DeKALB – By the time Saturday’s Spring Showcase rolls around for the Northern Illinois University football team, the Huskies will already have gone through 14 practices over the course of the spring.
And while it’s the first chance for fans to see the Huskies ahead of the 2023 season when they take the field at either Huskie Stadium or the Chessick Center, coach Thomas Hammock said the coaching staff has a really good idea of what the team is bringing to the table ahead of Saturday’s final practice.
“Who’s in position to help us? Who needs to get better? Where are some of our deficiencies? It’s just another opportunity to evaluate our football team.”— Thomas Hammock, NIU head coach
“I think we have a pretty good idea about our team,” Hammock said. “Just put them in more game-like situations, see how they respond. It’s another evaluation tool for us as we try to sort out the depth chart after spring. Who’s in position to help us? Who needs to get better? Where are some of our deficiencies? It’s just another opportunity to evaluate our football team.”
While not a game like a lot of high-profile colleges use to wrap up spring practices, a big chunk of the practice will be spent in 11-on-11 drills in different situations. With the crowd on hand, Hammock said it’s the best chance to see his team perform in a game-like situation ahead of the season opener Sept. 2 at Boston College.
He said the showcase will start with a move-the-ball situation to simulate the start of the game, then different segments will continue from there.

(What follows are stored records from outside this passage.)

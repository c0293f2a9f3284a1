use sha2::{Digest, Sha256};

/// Background/foreground pair for a profile badge
#[derive(Debug, Clone, Copy, PartialEq, Eq)]
pub struct BadgeColor {
    pub background: &'static str,
    pub text: &'static str,
}

const PALETTE: [BadgeColor; 8] = [
    BadgeColor { background: "#DBEAFE", text: "#1E40AF" },
    BadgeColor { background: "#DCFCE7", text: "#166534" },
    BadgeColor { background: "#FEF9C3", text: "#854D0E" },
    BadgeColor { background: "#FCE7F3", text: "#9D174D" },
    BadgeColor { background: "#EDE9FE", text: "#5B21B6" },
    BadgeColor { background: "#FFEDD5", text: "#9A3412" },
    BadgeColor { background: "#CFFAFE", text: "#155E75" },
    BadgeColor { background: "#F3F4F6", text: "#374151" },
];

/// Same name, same colour, across requests and restarts
pub fn badge_color(name: &str) -> BadgeColor {
    let digest = Sha256::digest(name.trim().to_lowercase().as_bytes());
    PALETTE[digest[0] as usize % PALETTE.len()]
}
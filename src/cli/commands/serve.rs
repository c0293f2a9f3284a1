use anyhow::Context;
use clap::Args;

use crate::config::AppConfig;
use crate::state::AppState;

#[derive(Args, Debug, Default)]
pub struct ServeArgs {
    #[arg(long, help = "Interface to bind (overrides DASHBOARD_HOST)")]
    pub host: Option<String>,

    #[arg(long, short, help = "Port to listen on (overrides DASHBOARD_PORT)")]
    pub port: Option<u16>,

    #[arg(long, help = "Backend API base URL (overrides BACKEND_API_URL)")]
    pub backend_url: Option<String>,
}

impl ServeArgs {
    /// Command-line flags win over the environment
    pub fn apply(&self, config: &mut AppConfig) {
        if let Some(host) = &self.host {
            config.server.host = host.clone();
        }
        if let Some(port) = self.port {
            config.server.port = port;
        }
        if let Some(url) = &self.backend_url {
            config.backend.base_url = url.clone();
        }
    }
}

pub async fn handle(args: ServeArgs) -> anyhow::Result<()> {
    let mut config = AppConfig::from_env();
    args.apply(&mut config);

    tracing::info!(
        environment = ?config.environment,
        backend = %config.backend.base_url,
        policy = ?config.security.role_policy,
        "starting admin dashboard"
    );

    let bind_addr = config.bind_addr();
    let state = AppState::new(config)?;
    let app = crate::app(state);

    let listener = tokio::net::TcpListener::bind(&bind_addr)
        .await
        .with_context(|| format!("failed to bind {}", bind_addr))?;
    tracing::info!("admin dashboard listening on http://{}", bind_addr);

    axum::serve(listener, app)
        .with_graceful_shutdown(shutdown_signal())
        .await
        .context("server error")?;

    tracing::info!("admin dashboard stopped");
    Ok(())
}

async fn shutdown_signal() {
    if let Err(e) = tokio::signal::ctrl_c().await {
        tracing::error!("failed to listen for shutdown signal: {}", e);
        std::future::pending::<()>().await;
    }
}
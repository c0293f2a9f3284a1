use clap::Args;
use serde_json::json;

use crate::backend::BackendClient;
use crate::cli::utils::{output_error, output_success};
use crate::cli::OutputFormat;
use crate::config::AppConfig;

#[derive(Args, Debug, Default)]
pub struct PingArgs {
    #[arg(long, help = "Backend API base URL (overrides BACKEND_API_URL)")]
    pub backend_url: Option<String>,
}

/// Probe `GET /overview` and report whether the backend answers with a valid envelope
pub async fn handle(args: PingArgs, output_format: OutputFormat) -> anyhow::Result<()> {
    let mut config = AppConfig::from_env();
    if let Some(url) = args.backend_url {
        config.backend.base_url = url;
    }

    let backend = BackendClient::new(&config.backend)?;
    let started = std::time::Instant::now();

    match backend.overview().await {
        Ok(stats) => output_success(
            &output_format,
            &format!("Backend {} is up", backend.base_url()),
            Some(json!({
                "backend": backend.base_url(),
                "latency_ms": started.elapsed().as_millis() as u64,
                "totals": {
                    "users": stats.total_users,
                    "projects": stats.total_projects,
                    "categories": stats.total_categories,
                    "profiles": stats.total_profiles,
                }
            })),
        ),
        Err(e) => {
            output_error(
                &output_format,
                &format!("Backend {} is down: {}", backend.base_url(), e),
                Some("BACKEND_UNAVAILABLE"),
            )?;
            anyhow::bail!("backend check failed")
        }
    }
}
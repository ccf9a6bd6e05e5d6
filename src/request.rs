//! Per-request context handed to connectors when a request-scoped model is made.

use std::collections::HashMap;

/// Login context of a request: string variables keyed by name.
///
/// A request-scoped connector reports it through `Connector::login`, and the
/// request-scoped model keeps a copy. `user-id` and `role` have accessors;
/// connectors may read any other key with [`Session::get`].
#[derive(Debug, Clone, Default, PartialEq, Eq)]
pub struct Session(HashMap<String, String>);

impl Session {
    pub fn new() -> Self {
        Self::default()
    }

    pub fn user_id(&self) -> Option<&str> {
        self.get("user-id")
    }

    pub fn role(&self) -> Option<&str> {
        self.get("role")
    }

    pub fn get(&self, key: &str) -> Option<&str> {
        self.0.get(key).map(String::as_str)
    }

    /// Set a variable, replacing any earlier value.
    pub fn set(&mut self, key: impl Into<String>, value: impl Into<String>) {
        self.0.insert(key.into(), value.into());
    }

    /// True when nothing is logged in; connectors skip binding such sessions.
    pub fn is_empty(&self) -> bool {
        self.0.is_empty()
    }
}

/// An incoming request a connector can be scoped to.
#[derive(Debug, Clone, Default)]
pub struct Request {
    id: Option<String>,
    headers: HashMap<String, String>,
    session: Session,
}

impl Request {
    pub fn new() -> Self {
        Self::default()
    }

    pub fn with_id(mut self, id: impl Into<String>) -> Self {
        self.id = Some(id.into());
        self
    }

    /// Add a header. Header names are stored lowercased.
    pub fn with_header(mut self, name: impl Into<String>, value: impl Into<String>) -> Self {
        self.headers
            .insert(name.into().to_ascii_lowercase(), value.into());
        self
    }

    pub fn with_session(mut self, session: Session) -> Self {
        self.session = session;
        self
    }

    pub fn id(&self) -> Option<&str> {
        self.id.as_deref()
    }

    pub fn header(&self, name: &str) -> Option<&str> {
        self.headers
            .get(&name.to_ascii_lowercase())
            .map(|v| v.as_str())
    }

    pub fn session(&self) -> &Session {
        &self.session
    }
}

“Ultimately, we’re going to see how guys play and perform in front of people,” Hammock said. “We can see if they can play in critical moments, in critical situations. It’s another trail run for us to put the finishing touches on spring practice. Staying healthy is the most important thing, and obviously we need to know what we need to work on to get better.”
Offense vs. defense
In previous seasons, Hammock used a scoring system for each practice that pitted the offense against the defense. This year, however, he switched it up so that both sides of the ball are working toward a common goal as opposed to against each other.
He said the new system pays off on days like Wednesday. The offense struggled mightily, with at least four turnovers, most of which were unforced. Up and down the depth chart, defenders were making plays.

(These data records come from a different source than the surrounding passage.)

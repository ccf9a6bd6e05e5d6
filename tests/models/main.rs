//! Model orchestration integration tests.

mod construction;
mod lifecycle;
//! Model definitions: the schema, connector and metadata a Model is built from.
//!
//! Definitions can be written in code or loaded from JSON. The connector is
//! never part of the JSON; attach it with [`ModelDefinition::with_connector`].
//!
//! ```ignore
//! let definition = ModelDefinition::from_json(r#"{
//!     "fields": {
//!         "first_name": { "type": "string", "required": true },
//!         "last_name": { "type": "string" }
//!     },
//!     "plural": "people"
//! }"#)?
//! .with_connector(connector);
//! let person = Model::define("person", definition)?;
//! ```

use std::fmt;
use std::sync::Arc;

use serde::{Deserialize, Serialize};
use serde_json::Value;

use super::field::{Field, Fields};
use crate::connector::Connector;
use crate::error::ModelError;

/// Data operations a model can expose.
#[derive(Debug, Clone, Copy, PartialEq, Eq, Hash, Serialize, Deserialize)]
#[serde(rename_all = "lowercase")]
pub enum Action {
    Create,
    Read,
    Update,
    Delete,
}

impl Action {
    pub const ALL: [Action; 4] = [Action::Create, Action::Read, Action::Update, Action::Delete];
}

/// Optional model metadata. Unset values fall back to defaults on the Model.
#[derive(Debug, Clone, Default, PartialEq, Serialize, Deserialize)]
#[serde(default, deny_unknown_fields)]
pub struct ModelOptions {
    pub plural: Option<String>,
    pub singular: Option<String>,
    pub description: Option<String>,
    pub actions: Option<Vec<Action>>,
    pub autogen: Option<bool>,
    /// Connector-specific configuration (table mapping, joins, ...).
    pub metadata: Option<Value>,
}

impl ModelOptions {
    /// Overlay `other` onto `self`; values set in `other` win.
    pub(crate) fn merged(&self, other: &ModelOptions) -> ModelOptions {
        ModelOptions {
            plural: other.plural.clone().or_else(|| self.plural.clone()),
            singular: other.singular.clone().or_else(|| self.singular.clone()),
            description: other
                .description
                .clone()
                .or_else(|| self.description.clone()),
            actions: other.actions.clone().or_else(|| self.actions.clone()),
            autogen: other.autogen.or(self.autogen),
            metadata: other.metadata.clone().or_else(|| self.metadata.clone()),
        }
    }
}

#[derive(Default, Deserialize)]
#[serde(default, deny_unknown_fields)]
struct DefinitionConfig {
    fields: Fields,
    plural: Option<String>,
    singular: Option<String>,
    description: Option<String>,
    actions: Option<Vec<Action>>,
    autogen: Option<bool>,
    metadata: Option<Value>,
}

/// Everything needed to build a Model.
#[derive(Clone, Default)]
pub struct ModelDefinition {
    pub fields: Fields,
    pub connector: Option<Arc<dyn Connector>>,
    pub options: ModelOptions,
}

impl ModelDefinition {
    pub fn new() -> Self {
        Self::default()
    }

    /// Decode a definition from JSON text.
    pub fn from_json(text: &str) -> Result<Self, ModelError> {
        let config: DefinitionConfig = serde_json::from_str(text)?;
        Ok(config.into_definition())
    }

    /// Decode a definition from an already parsed JSON value.
    pub fn from_value(value: Value) -> Result<Self, ModelError> {
        let config: DefinitionConfig = serde_json::from_value(value)?;
        Ok(config.into_definition())
    }

    pub fn field(mut self, name: impl Into<String>, field: Field) -> Self {
        self.fields.insert(name.into(), field);
        self
    }

    pub fn with_connector(mut self, connector: Arc<dyn Connector>) -> Self {
        self.connector = Some(connector);
        self
    }

    pub fn with_options(mut self, options: ModelOptions) -> Self {
        self.options = options;
        self
    }

    pub fn plural(mut self, plural: impl Into<String>) -> Self {
        self.options.plural = Some(plural.into());
        self
    }

    pub fn singular(mut self, singular: impl Into<String>) -> Self {
        self.options.singular = Some(singular.into());
        self
    }

    pub fn actions(mut self, actions: impl IntoIterator<Item = Action>) -> Self {
        self.options.actions = Some(actions.into_iter().collect());
        self
    }
}

impl DefinitionConfig {
    fn into_definition(self) -> ModelDefinition {
        ModelDefinition {
            fields: self.fields,
            connector: None,
            options: ModelOptions {
                plural: self.plural,
                singular: self.singular,
                description: self.description,
                actions: self.actions,
                autogen: self.autogen,
                metadata: self.metadata,
            },
        }
    }
}

impl fmt::Debug for ModelDefinition {
    fn fmt(&self, f: &mut fmt::Formatter<'_>) -> fmt::Result {
        f.debug_struct("ModelDefinition")
            .field("fields", &self.fields)
            .field("connector", &self.connector.as_ref().map(|c| c.name().to_string()))
            .field("options", &self.options)
            .finish()
    }
}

Redshirt freshman defensive end Cameron Crowell had a leaping smackdown of a Justin Lynch rollout pass.
“There’s certainly a better team attitude,” Hammock said. “Obviously, the defense dominated today pretty much in every facet. If it wasn’t a team score, there’d be a bunch of guys with hurt feelings. We want the camaraderie, want them to work together, be smart. Work as a team instead of offense vs. defense and create that division. I think it’s helped our team, helped our morale.
Lombardi to be very limited
Quarterback Rocky Lombardi, back with a medical redshirt after missing most of last season, was just cleared to start practicing last week. The team has been cautious in his return.

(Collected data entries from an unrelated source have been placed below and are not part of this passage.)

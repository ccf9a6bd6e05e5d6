//! Models - schema-bearing orchestrators between application code and a connector.
//!
//! A Model holds a name, a field schema and a connector. It translates CRUD
//! calls into connector calls and updates instance lifecycle state from the
//! results.
//!
//! ## Example
//!
//! ```ignore
//! use arrow_orm::{Field, InMemoryConnector, Model, ModelDefinition};
//!
//! let user = Model::define(
//!     "user",
//!     ModelDefinition::new()
//!         .field("name", Field::string().required())
//!         .with_connector(Arc::new(InMemoryConnector::new())),
//! )?;
//!
//! user.create(values, |result| {
//!     let instance = result?;
//!     // ...
//! });
//! ```

mod crud;
mod definition;
mod field;
mod query;

use std::fmt;
use std::sync::Arc;

use serde_json::Value;

use crate::connector::Connector;
use crate::error::ModelError;
use crate::instance::{Instance, Values};
use crate::request::{Request, Session};

pub use definition::{Action, ModelDefinition, ModelOptions};
pub use field::{Field, FieldType, Fields, ID_FIELD};
pub use query::{Found, Query};

/// Argument to [`Model::extend`]: another model, or a definition to wrap first.
pub enum Extension {
    Model(Model),
    Definition {
        name: String,
        definition: ModelDefinition,
    },
}

impl From<Model> for Extension {
    fn from(model: Model) -> Self {
        Extension::Model(model)
    }
}

impl From<&Model> for Extension {
    fn from(model: &Model) -> Self {
        Extension::Model(model.clone())
    }
}

impl<N: Into<String>> From<(N, ModelDefinition)> for Extension {
    fn from((name, definition): (N, ModelDefinition)) -> Self {
        Extension::Definition {
            name: name.into(),
            definition,
        }
    }
}

/// A model: name, field schema and the connector it delegates to.
///
/// Cloning is cheap; clones share the schema and connector.
#[derive(Clone)]
pub struct Model {
    name: String,
    fields: Arc<Fields>,
    connector: Option<Arc<dyn Connector>>,
    login: Option<Session>,
    options: ModelOptions,
}

impl Model {
    /// Build a model from a definition.
    ///
    /// Fails with [`ModelError::Definition`] when the connector or fields are
    /// missing, and with [`ModelError::Validation`] when the schema defines `id`.
    pub fn define(name: impl Into<String>, definition: ModelDefinition) -> Result<Model, ModelError> {
        let name = name.into();
        if definition.connector.is_none() {
            return Err(ModelError::Definition(format!(
                "model {} is missing required connector",
                name
            )));
        }
        if definition.fields.is_empty() {
            return Err(ModelError::Definition(format!(
                "model {} is missing required fields",
                name
            )));
        }
        check_schema(&definition.fields)?;
        Ok(Self::unchecked(name, definition))
    }

    /// Build a model without validating the definition.
    pub(crate) fn unchecked(name: impl Into<String>, definition: ModelDefinition) -> Model {
        Model {
            name: name.into(),
            fields: Arc::new(definition.fields),
            connector: definition.connector,
            login: None,
            options: definition.options,
        }
    }

    /// A new model with this model's schema merged with `extension`.
    ///
    /// The argument's fields win on conflict; its name, connector and
    /// metadata win when set. A definition argument is schema-checked first
    /// but may omit the connector, which is then inherited.
    pub fn extend(&self, extension: impl Into<Extension>) -> Result<Model, ModelError> {
        let other = match extension.into() {
            Extension::Model(model) => model,
            Extension::Definition { name, definition } => {
                check_schema(&definition.fields)?;
                Model::unchecked(name, definition)
            }
        };
        Ok(self.merged(&other))
    }

    fn merged(&self, other: &Model) -> Model {
        let mut fields = Fields::clone(&self.fields);
        for (name, field) in other.fields.iter() {
            fields.insert(name.clone(), field.clone());
        }
        Model {
            name: other.name.clone(),
            fields: Arc::new(fields),
            connector: other.connector.clone().or_else(|| self.connector.clone()),
            login: other.login.clone().or_else(|| self.login.clone()),
            options: self.options.merged(&other.options),
        }
    }

    /// A model sharing this schema, bound to a connector scoped to `request`.
    ///
    /// The scoped connector's login context is carried on the new model.
    pub fn create_request(&self, request: &Request) -> Result<Model, ModelError> {
        let connector = self.bound_connector()?.create_request(request);
        let login = connector.login();
        tracing::debug!(
            model = %self.name,
            request = request.id().unwrap_or("-"),
            "created request-scoped model"
        );
        Ok(Model {
            name: self.name.clone(),
            fields: Arc::clone(&self.fields),
            connector: Some(connector),
            login,
            options: self.options.clone(),
        })
    }

    /// A new, unsaved instance of this model. Missing fields take their defaults.
    pub fn instance(&self, mut values: Values) -> Instance {
        for (name, field) in self.fields.iter() {
            if let Some(default) = &field.default {
                if !values.contains_key(name) {
                    values.insert(name.clone(), default.clone());
                }
            }
        }
        Instance::new(self.name.clone(), values)
    }

    pub fn name(&self) -> &str {
        &self.name
    }

    pub fn fields(&self) -> &Fields {
        &self.fields
    }

    pub fn field(&self, name: &str) -> Option<&Field> {
        self.fields.get(name)
    }

    pub fn connector(&self) -> Option<&Arc<dyn Connector>> {
        self.connector.as_ref()
    }

    /// Login context of a request-scoped model.
    pub fn login(&self) -> Option<&Session> {
        self.login.as_ref()
    }

    pub fn options(&self) -> &ModelOptions {
        &self.options
    }

    /// Plural name; defaults to the name with an `s` appended.
    pub fn plural(&self) -> String {
        self.options
            .plural
            .clone()
            .unwrap_or_else(|| format!("{}s", self.name))
    }

    pub fn singular(&self) -> &str {
        self.options.singular.as_deref().unwrap_or(&self.name)
    }

    pub fn description(&self) -> Option<&str> {
        self.options.description.as_deref()
    }

    /// Supported actions; all of them unless restricted.
    pub fn actions(&self) -> Vec<Action> {
        self.options
            .actions
            .clone()
            .unwrap_or_else(|| Action::ALL.to_vec())
    }

    pub fn supports(&self, action: Action) -> bool {
        self.actions().contains(&action)
    }

    pub fn autogen(&self) -> bool {
        self.options.autogen.unwrap_or(true)
    }

    pub fn metadata(&self) -> Option<&Value> {
        self.options.metadata.as_ref()
    }

    pub(crate) fn bound_connector(&self) -> Result<Arc<dyn Connector>, ModelError> {
        self.connector.clone().ok_or_else(|| {
            ModelError::Definition(format!("model {} is missing required connector", self.name))
        })
    }
}

fn check_schema(fields: &Fields) -> Result<(), ModelError> {
    if fields.contains_key(ID_FIELD) {
        return Err(ModelError::Validation {
            field: ID_FIELD.to_string(),
            message: "id is a reserved field name for the generated primary key".to_string(),
        });
    }
    Ok(())
}

impl fmt::Debug for Model {
    fn fmt(&self, f: &mut fmt::Formatter<'_>) -> fmt::Result {
        f.debug_struct("Model")
            .field("name", &self.name)
            .field("fields", &self.fields.keys().collect::<Vec<_>>())
            .field("connector", &self.connector.as_ref().map(|c| c.name().to_string()))
            .field("login", &self.login)
            .finish()
    }
}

He’s been limited to noncontact drills. He hasn’t been in a single 11-on-11 drill yet. And his 7-on-7 work has been very limited. His best pass Wednesday was when he hit Dane Pardridge with a strike in the end zone for a touchdown.
“He knows how to play football,” Hammock said of Lombardi. “He’s a seven-year senior. We need to make sure he’s comfortable heading into the summertime so when he starts working the wide receivers in throwing sessions they can have some familiarity.”